**What is expected**
Only the number is wanted: how many lines below contain "CumulativeCostTable"?

**Record extracts**
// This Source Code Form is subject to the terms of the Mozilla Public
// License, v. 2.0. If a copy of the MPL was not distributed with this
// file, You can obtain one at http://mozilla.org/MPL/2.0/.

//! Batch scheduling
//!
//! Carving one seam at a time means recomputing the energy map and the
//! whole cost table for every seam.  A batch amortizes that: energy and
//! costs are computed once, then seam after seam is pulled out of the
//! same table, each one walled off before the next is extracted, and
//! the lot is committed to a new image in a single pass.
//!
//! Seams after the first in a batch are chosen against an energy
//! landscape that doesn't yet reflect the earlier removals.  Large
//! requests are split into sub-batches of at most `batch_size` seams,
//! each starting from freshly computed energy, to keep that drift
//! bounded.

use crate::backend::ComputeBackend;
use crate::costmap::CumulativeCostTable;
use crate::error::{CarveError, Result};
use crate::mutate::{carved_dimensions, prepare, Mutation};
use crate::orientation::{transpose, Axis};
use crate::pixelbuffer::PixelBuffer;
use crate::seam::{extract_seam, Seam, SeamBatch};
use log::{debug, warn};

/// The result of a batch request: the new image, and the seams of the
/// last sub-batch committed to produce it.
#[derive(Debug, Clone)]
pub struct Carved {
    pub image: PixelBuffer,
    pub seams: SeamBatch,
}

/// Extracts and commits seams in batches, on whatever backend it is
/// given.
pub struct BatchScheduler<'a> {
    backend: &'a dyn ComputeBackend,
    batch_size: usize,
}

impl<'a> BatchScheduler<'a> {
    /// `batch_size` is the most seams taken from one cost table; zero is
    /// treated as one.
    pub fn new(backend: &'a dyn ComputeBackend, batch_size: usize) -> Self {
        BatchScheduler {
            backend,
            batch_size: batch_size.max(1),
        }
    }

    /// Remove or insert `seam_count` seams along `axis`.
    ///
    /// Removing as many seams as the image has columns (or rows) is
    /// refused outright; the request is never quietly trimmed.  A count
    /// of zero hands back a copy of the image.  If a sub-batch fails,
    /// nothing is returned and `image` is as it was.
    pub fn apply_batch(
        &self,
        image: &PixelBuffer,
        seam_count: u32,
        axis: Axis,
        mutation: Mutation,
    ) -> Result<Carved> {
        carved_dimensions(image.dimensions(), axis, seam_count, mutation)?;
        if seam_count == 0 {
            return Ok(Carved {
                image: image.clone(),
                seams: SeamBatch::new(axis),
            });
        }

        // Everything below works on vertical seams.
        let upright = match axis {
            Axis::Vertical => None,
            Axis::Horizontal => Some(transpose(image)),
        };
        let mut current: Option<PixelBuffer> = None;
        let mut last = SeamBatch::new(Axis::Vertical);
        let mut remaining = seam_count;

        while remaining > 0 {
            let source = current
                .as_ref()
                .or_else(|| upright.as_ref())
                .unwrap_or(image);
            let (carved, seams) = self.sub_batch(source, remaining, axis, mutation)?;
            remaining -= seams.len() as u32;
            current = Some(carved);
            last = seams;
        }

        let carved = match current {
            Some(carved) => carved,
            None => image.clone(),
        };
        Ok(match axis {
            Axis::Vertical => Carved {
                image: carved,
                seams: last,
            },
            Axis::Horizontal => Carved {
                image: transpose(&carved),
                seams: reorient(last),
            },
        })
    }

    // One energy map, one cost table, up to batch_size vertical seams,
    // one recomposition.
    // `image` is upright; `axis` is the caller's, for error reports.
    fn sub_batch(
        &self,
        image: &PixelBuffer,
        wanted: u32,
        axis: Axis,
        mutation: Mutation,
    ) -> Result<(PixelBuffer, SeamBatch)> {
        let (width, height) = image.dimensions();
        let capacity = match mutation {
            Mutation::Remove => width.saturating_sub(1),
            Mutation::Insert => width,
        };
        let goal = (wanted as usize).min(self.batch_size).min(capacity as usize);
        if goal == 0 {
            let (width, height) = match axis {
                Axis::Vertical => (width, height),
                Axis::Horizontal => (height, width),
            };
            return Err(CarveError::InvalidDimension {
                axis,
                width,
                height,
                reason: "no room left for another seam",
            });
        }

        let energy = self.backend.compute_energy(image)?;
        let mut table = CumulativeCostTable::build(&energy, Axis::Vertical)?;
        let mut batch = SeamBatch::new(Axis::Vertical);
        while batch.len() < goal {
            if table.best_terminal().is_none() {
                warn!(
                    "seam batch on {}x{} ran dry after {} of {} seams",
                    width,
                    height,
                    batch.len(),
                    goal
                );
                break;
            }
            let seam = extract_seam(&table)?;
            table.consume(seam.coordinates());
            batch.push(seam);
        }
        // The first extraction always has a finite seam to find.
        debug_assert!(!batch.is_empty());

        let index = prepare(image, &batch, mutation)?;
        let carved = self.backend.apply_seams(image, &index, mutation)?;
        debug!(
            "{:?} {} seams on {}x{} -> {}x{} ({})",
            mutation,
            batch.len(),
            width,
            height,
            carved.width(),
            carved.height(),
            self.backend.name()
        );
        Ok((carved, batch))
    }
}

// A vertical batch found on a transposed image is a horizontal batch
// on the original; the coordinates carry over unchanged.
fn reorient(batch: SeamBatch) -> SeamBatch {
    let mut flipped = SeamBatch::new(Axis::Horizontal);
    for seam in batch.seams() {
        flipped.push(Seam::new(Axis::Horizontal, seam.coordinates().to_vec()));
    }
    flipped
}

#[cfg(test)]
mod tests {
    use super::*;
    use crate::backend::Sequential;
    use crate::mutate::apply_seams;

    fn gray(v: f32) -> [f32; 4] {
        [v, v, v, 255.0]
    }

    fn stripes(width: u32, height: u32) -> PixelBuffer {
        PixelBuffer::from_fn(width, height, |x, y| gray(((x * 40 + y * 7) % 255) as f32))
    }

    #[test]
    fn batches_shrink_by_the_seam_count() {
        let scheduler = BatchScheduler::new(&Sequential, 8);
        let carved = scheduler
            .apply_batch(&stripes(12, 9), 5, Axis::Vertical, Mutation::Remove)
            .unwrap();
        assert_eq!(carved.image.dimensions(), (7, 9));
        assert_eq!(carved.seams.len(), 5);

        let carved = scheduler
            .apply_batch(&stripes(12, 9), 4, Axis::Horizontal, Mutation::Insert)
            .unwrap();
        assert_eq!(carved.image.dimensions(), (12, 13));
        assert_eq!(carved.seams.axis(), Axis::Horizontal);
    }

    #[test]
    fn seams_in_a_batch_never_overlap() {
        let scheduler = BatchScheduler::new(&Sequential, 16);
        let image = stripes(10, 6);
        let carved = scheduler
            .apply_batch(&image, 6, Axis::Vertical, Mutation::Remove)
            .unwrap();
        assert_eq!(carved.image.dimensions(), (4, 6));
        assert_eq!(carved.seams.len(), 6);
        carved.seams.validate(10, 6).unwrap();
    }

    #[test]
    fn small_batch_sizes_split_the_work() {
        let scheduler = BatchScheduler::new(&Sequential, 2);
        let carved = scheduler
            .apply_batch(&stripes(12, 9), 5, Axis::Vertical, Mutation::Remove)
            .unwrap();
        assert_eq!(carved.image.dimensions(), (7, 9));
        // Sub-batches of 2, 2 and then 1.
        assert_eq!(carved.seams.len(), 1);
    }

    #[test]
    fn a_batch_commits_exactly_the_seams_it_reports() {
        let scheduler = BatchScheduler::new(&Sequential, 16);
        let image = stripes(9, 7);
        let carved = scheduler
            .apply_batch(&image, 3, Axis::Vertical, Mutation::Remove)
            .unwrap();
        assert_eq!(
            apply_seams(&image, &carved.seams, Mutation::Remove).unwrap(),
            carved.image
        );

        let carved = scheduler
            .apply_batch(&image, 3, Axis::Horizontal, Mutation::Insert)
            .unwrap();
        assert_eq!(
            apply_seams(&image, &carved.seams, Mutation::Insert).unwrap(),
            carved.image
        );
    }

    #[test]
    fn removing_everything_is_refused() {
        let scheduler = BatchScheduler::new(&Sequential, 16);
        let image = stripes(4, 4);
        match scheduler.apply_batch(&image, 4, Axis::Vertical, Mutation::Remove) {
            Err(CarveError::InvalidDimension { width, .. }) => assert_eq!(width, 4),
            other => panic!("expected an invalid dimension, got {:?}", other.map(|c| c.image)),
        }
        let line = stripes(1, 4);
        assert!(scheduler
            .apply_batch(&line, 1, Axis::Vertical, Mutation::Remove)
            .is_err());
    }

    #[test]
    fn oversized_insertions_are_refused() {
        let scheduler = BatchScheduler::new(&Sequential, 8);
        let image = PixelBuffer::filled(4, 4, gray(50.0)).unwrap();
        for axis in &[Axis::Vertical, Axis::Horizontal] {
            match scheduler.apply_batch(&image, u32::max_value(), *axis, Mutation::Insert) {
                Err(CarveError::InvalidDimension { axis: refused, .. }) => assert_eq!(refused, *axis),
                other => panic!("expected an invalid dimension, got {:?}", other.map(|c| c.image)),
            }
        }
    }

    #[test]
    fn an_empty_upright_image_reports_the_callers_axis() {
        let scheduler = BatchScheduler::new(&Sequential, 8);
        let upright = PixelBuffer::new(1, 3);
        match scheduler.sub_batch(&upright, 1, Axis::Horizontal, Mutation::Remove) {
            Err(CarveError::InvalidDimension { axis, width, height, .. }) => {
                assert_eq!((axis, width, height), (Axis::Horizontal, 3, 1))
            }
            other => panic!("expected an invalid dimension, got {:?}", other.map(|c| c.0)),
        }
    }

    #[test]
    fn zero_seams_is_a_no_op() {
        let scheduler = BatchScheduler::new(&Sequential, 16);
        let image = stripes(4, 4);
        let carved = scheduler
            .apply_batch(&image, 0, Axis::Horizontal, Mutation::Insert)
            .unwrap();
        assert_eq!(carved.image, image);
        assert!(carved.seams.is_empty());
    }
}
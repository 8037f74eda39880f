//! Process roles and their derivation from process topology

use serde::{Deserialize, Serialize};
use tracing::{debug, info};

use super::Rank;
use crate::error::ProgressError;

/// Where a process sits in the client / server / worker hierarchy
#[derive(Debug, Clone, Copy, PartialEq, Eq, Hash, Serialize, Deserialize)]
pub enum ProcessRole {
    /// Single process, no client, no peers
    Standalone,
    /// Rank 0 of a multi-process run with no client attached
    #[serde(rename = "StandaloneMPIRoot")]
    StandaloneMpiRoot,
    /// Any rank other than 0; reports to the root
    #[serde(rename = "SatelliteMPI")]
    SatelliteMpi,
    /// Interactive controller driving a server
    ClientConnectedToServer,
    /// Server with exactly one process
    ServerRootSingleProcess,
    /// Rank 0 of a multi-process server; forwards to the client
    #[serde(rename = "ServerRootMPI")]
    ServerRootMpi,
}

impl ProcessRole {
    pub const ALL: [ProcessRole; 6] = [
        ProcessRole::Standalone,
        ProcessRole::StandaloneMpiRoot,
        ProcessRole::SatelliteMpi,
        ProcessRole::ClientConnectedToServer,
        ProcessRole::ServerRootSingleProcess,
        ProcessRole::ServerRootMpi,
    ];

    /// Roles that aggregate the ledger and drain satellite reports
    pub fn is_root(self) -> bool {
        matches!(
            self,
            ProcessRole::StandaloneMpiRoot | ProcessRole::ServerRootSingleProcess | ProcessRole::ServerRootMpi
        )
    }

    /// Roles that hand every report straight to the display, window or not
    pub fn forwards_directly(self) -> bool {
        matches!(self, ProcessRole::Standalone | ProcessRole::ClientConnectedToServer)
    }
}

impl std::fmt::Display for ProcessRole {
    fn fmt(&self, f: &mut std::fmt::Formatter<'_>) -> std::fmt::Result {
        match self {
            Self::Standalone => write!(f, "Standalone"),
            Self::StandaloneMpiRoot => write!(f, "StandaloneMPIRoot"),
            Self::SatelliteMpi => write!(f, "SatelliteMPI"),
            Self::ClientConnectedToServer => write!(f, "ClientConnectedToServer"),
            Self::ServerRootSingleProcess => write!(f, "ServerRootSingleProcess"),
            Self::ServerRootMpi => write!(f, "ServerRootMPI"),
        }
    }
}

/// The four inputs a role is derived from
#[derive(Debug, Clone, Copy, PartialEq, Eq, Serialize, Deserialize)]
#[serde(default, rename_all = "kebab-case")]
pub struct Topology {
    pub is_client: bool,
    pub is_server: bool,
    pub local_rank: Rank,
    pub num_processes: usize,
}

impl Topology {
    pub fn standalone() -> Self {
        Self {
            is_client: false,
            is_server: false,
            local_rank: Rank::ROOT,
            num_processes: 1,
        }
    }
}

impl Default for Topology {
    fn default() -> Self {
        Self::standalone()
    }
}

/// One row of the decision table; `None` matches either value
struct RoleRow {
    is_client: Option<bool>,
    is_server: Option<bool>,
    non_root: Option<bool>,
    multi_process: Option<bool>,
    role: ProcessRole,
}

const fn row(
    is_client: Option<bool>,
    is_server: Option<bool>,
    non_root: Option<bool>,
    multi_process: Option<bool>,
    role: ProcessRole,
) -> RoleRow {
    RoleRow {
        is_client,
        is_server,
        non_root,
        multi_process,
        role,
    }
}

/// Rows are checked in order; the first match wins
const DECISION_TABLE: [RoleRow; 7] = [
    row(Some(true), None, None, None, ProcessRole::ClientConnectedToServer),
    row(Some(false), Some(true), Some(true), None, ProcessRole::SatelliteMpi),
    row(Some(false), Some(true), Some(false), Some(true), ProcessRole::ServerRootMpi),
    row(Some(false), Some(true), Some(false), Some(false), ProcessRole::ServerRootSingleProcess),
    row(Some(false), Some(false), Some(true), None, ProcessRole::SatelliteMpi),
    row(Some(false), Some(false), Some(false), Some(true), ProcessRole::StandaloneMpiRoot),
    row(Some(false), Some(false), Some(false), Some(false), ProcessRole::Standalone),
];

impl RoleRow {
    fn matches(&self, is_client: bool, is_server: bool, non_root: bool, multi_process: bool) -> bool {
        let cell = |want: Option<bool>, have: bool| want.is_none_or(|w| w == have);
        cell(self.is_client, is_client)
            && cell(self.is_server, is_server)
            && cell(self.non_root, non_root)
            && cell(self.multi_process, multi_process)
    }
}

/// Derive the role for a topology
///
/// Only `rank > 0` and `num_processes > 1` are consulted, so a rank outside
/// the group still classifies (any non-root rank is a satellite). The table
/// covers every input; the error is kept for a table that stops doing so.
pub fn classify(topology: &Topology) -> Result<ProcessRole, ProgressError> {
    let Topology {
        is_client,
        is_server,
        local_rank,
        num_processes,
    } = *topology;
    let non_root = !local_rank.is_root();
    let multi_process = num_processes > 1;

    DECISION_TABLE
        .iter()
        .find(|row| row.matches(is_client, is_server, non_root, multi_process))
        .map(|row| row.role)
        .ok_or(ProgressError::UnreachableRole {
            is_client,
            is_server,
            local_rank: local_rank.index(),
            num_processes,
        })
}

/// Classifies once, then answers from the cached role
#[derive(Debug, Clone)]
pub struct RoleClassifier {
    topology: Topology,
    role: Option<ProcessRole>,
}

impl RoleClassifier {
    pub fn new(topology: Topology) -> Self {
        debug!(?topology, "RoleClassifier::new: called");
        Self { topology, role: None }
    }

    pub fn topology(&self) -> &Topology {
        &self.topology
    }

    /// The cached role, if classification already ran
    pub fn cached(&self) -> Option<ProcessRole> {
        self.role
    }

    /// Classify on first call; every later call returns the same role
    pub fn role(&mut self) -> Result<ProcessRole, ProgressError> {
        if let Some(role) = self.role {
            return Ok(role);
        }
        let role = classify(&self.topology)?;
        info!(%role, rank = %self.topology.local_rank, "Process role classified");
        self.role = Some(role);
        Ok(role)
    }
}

**Your solution**
2